[Collected data entries]
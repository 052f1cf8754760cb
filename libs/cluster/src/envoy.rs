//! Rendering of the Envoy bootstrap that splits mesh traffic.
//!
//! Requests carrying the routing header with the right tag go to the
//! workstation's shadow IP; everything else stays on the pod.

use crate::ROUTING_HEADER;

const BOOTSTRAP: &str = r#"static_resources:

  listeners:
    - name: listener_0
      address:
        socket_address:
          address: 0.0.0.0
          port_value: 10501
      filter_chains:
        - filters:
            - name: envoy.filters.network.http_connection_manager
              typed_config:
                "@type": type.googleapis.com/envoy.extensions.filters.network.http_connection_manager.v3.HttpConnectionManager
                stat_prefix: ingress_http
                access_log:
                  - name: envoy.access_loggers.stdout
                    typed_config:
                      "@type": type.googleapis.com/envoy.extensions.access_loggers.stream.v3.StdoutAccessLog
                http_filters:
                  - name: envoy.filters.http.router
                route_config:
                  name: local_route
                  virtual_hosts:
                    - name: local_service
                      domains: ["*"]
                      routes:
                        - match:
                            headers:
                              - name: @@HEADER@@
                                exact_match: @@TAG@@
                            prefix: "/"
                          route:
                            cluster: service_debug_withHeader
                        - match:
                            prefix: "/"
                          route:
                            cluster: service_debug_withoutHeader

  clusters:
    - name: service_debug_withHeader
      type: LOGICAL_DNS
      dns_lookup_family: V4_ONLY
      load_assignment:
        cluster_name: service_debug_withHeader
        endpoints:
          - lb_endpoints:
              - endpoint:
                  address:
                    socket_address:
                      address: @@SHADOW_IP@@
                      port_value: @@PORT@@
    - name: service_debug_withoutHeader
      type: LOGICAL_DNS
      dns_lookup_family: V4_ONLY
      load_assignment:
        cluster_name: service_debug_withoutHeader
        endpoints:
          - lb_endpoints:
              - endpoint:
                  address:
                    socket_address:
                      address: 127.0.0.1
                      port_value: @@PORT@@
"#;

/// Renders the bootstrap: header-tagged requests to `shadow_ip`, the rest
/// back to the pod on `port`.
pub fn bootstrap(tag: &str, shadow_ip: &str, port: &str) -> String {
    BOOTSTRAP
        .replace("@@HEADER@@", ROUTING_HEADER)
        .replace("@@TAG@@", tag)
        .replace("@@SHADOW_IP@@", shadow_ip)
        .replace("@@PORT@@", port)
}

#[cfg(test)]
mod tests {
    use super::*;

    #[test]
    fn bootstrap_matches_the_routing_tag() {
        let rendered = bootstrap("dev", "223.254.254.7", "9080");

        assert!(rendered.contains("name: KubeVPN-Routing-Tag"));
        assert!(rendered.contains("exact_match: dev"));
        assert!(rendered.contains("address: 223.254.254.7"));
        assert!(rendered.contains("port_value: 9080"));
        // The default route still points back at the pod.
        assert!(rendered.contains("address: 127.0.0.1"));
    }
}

- [Work to complete]: The stretch of entries above that starts with the line containing "port_value: 10501" and goes on through the line containing "- name: @@HEADER@@" is to be transcribed exactly, and no other line is to be transcribed.

- [Exercise response]:
          port_value: 10501
      filter_chains:
        - filters:
            - name: envoy.filters.network.http_connection_manager
              typed_config:
                "@type": type.googleapis.com/envoy.extensions.filters.network.http_connection_manager.v3.HttpConnectionManager
                stat_prefix: ingress_http
                access_log:
                  - name: envoy.access_loggers.stdout
                    typed_config:
                      "@type": type.googleapis.com/envoy.extensions.access_loggers.stream.v3.StdoutAccessLog
                http_filters:
                  - name: envoy.filters.http.router
                route_config:
                  name: local_route
                  virtual_hosts:
                    - name: local_service
                      domains: ["*"]
                      routes:
                        - match:
                            headers:
                              - name: @@HEADER@@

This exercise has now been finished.